- Task item -
What lines in the material hold the string "MissingPayers"? Copy out each of them.

- The data -

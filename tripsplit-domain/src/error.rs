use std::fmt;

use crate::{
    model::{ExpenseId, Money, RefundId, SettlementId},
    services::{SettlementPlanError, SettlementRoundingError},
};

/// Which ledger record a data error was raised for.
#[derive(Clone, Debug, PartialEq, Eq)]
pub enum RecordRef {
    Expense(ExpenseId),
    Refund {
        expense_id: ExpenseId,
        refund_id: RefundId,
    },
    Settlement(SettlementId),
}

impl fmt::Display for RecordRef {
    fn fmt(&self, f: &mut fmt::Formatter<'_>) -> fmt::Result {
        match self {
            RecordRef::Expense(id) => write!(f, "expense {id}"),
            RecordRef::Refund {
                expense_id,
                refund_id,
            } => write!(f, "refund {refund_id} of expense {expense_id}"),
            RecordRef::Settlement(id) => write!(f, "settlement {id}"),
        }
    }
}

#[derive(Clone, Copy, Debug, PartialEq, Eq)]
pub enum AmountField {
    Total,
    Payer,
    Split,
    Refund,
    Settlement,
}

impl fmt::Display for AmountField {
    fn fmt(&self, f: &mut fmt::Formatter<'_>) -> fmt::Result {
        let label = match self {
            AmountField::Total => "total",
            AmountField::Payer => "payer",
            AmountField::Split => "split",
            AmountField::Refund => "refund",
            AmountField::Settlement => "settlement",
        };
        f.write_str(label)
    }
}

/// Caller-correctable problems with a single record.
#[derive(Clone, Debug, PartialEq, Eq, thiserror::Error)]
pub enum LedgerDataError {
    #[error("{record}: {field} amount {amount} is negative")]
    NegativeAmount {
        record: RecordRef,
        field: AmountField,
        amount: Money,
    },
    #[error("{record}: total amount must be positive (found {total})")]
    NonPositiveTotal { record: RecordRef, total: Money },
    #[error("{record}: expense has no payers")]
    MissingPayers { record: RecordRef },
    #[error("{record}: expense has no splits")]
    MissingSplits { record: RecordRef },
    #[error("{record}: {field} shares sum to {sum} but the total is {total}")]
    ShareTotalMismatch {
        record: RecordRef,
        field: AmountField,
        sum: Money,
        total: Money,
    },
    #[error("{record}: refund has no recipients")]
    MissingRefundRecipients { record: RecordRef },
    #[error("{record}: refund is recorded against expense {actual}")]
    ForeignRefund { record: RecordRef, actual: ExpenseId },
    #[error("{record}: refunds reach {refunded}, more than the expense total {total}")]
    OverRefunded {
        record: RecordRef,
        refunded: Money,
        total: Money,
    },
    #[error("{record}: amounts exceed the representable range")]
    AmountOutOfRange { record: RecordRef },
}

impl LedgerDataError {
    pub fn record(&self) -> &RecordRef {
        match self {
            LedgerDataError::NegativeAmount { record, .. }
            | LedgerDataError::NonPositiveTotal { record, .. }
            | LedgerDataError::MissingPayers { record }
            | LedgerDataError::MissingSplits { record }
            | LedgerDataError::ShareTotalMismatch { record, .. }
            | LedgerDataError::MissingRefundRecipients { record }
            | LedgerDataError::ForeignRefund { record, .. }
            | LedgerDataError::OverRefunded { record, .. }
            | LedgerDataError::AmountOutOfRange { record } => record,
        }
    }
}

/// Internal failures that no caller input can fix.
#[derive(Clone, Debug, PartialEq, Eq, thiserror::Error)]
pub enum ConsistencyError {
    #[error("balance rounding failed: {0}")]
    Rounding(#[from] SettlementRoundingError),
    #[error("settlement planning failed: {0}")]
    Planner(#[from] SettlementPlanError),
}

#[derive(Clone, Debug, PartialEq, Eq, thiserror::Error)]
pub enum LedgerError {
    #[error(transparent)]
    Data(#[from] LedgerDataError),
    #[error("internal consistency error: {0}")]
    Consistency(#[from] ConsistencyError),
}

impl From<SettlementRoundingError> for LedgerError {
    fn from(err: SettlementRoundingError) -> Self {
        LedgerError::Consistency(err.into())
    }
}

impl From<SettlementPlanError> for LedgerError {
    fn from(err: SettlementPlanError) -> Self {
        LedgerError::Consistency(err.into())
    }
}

---

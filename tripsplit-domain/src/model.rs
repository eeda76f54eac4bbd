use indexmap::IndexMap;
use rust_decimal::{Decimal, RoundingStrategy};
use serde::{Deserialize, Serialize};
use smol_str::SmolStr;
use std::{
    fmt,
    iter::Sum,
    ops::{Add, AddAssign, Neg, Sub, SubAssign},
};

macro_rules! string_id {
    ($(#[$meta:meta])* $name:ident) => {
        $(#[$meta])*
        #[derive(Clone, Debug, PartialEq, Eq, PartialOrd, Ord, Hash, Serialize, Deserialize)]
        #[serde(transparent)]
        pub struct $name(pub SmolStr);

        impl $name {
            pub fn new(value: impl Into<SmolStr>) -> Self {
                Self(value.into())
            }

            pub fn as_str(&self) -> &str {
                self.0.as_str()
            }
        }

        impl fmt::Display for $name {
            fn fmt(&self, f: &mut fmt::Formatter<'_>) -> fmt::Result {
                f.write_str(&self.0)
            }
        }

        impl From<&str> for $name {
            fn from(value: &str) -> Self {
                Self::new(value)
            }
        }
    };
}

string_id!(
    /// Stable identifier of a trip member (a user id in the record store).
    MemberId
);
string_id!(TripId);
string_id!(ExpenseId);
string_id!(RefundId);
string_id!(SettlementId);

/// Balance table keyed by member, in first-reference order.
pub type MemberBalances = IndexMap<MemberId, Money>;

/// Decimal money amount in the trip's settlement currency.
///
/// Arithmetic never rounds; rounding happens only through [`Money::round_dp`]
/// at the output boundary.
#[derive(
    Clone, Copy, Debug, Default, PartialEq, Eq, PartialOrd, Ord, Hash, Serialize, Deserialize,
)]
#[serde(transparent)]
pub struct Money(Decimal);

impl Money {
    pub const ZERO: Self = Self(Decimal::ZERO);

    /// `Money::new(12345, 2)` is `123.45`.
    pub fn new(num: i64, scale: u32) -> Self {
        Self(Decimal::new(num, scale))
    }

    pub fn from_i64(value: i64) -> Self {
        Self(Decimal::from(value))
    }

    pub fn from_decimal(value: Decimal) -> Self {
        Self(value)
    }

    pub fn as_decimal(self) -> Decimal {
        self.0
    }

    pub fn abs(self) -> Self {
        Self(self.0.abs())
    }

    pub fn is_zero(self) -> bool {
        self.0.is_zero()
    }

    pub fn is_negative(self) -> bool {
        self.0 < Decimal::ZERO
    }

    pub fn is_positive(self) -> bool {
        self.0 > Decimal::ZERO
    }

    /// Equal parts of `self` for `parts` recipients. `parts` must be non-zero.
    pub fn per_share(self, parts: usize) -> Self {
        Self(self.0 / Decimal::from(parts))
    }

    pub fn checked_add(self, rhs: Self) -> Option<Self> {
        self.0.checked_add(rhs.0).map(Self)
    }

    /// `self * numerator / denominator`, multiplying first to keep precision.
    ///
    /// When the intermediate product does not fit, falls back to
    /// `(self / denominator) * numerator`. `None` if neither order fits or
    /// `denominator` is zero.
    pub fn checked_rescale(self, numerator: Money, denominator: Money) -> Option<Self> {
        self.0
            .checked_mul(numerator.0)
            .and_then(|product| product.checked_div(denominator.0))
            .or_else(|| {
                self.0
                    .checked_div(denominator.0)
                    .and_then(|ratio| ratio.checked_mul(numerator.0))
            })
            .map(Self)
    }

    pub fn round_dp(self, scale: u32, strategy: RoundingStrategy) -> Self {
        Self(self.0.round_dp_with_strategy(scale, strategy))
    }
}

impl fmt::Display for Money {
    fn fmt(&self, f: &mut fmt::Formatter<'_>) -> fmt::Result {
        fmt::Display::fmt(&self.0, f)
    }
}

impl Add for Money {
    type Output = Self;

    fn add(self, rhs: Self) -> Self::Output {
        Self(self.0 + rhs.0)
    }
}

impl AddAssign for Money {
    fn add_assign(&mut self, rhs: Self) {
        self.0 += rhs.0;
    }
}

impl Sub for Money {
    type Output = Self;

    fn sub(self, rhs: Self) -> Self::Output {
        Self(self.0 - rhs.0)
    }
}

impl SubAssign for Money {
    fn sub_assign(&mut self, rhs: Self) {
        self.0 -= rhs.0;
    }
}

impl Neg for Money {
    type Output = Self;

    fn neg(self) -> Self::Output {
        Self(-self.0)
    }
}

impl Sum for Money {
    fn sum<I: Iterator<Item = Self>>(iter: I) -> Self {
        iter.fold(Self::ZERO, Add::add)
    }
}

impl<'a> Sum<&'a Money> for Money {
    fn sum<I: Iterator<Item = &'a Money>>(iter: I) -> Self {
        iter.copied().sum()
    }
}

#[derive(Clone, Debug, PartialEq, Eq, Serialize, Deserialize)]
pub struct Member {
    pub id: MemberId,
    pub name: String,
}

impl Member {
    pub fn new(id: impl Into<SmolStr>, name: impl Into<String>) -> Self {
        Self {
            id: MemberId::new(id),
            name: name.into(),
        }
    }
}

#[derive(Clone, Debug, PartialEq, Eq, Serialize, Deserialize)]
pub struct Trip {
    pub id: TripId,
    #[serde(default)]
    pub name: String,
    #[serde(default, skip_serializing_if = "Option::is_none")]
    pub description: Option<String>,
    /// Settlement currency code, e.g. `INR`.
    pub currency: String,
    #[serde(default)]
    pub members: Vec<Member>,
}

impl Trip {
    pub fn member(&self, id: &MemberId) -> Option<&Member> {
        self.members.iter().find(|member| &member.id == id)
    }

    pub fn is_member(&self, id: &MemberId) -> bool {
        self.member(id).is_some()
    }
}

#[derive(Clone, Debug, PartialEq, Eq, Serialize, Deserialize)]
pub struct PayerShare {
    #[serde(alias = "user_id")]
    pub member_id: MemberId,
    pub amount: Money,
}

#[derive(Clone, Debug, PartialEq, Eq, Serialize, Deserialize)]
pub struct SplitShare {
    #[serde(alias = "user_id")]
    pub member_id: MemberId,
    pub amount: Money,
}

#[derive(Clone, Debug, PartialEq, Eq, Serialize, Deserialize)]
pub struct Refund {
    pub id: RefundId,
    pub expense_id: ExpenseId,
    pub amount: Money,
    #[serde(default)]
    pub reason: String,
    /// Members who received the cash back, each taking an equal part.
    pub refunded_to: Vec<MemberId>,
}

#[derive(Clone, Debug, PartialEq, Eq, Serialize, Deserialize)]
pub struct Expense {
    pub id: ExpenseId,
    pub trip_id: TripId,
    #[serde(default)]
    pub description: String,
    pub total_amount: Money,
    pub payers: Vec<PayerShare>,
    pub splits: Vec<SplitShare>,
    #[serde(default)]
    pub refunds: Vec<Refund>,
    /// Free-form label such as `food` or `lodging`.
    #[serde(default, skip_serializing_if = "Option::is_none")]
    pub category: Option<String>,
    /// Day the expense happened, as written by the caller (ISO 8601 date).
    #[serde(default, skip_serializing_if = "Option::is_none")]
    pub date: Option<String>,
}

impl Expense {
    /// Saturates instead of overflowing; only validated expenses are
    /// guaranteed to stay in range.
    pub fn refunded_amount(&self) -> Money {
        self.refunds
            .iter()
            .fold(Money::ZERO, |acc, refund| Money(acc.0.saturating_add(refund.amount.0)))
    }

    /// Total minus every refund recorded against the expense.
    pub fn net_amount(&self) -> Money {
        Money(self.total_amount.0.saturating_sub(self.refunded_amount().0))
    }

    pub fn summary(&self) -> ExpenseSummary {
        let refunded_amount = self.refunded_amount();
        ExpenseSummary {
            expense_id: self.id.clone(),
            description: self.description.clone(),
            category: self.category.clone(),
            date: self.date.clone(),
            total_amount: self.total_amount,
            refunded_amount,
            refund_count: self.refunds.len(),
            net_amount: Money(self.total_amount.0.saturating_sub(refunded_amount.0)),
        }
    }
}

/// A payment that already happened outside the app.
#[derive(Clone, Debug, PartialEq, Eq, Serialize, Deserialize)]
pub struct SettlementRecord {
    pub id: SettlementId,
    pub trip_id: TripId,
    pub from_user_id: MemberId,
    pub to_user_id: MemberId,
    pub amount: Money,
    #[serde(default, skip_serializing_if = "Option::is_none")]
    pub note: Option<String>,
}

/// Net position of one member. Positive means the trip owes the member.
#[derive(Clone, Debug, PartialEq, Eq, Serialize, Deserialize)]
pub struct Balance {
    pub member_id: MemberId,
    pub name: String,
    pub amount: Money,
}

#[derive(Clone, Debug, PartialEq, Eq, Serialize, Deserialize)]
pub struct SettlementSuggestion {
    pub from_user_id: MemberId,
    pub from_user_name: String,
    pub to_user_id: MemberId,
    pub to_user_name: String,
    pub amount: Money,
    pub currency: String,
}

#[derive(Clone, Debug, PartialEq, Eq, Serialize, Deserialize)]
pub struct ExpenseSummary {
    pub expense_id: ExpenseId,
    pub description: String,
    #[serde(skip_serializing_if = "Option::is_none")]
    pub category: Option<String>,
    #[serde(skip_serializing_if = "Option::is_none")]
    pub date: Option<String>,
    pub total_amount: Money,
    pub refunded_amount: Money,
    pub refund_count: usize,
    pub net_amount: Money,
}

...

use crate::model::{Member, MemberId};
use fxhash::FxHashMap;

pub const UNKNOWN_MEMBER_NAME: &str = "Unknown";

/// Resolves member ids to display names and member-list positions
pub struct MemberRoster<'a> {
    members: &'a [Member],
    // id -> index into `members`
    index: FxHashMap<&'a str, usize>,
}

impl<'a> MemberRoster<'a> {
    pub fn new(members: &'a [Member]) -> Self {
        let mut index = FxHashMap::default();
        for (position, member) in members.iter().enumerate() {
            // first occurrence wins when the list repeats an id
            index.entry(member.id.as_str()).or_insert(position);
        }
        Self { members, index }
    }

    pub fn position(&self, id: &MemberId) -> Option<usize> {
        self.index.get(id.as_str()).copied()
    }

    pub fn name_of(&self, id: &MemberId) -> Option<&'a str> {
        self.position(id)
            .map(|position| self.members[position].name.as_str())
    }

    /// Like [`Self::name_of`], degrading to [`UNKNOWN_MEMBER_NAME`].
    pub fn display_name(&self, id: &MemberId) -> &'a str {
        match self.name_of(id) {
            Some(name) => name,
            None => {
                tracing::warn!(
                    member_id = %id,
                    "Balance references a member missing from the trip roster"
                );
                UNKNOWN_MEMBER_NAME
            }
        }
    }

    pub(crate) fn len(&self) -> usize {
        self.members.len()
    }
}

- Response area -
    MissingPayers { record: RecordRef },
            | LedgerDataError::MissingPayers { record }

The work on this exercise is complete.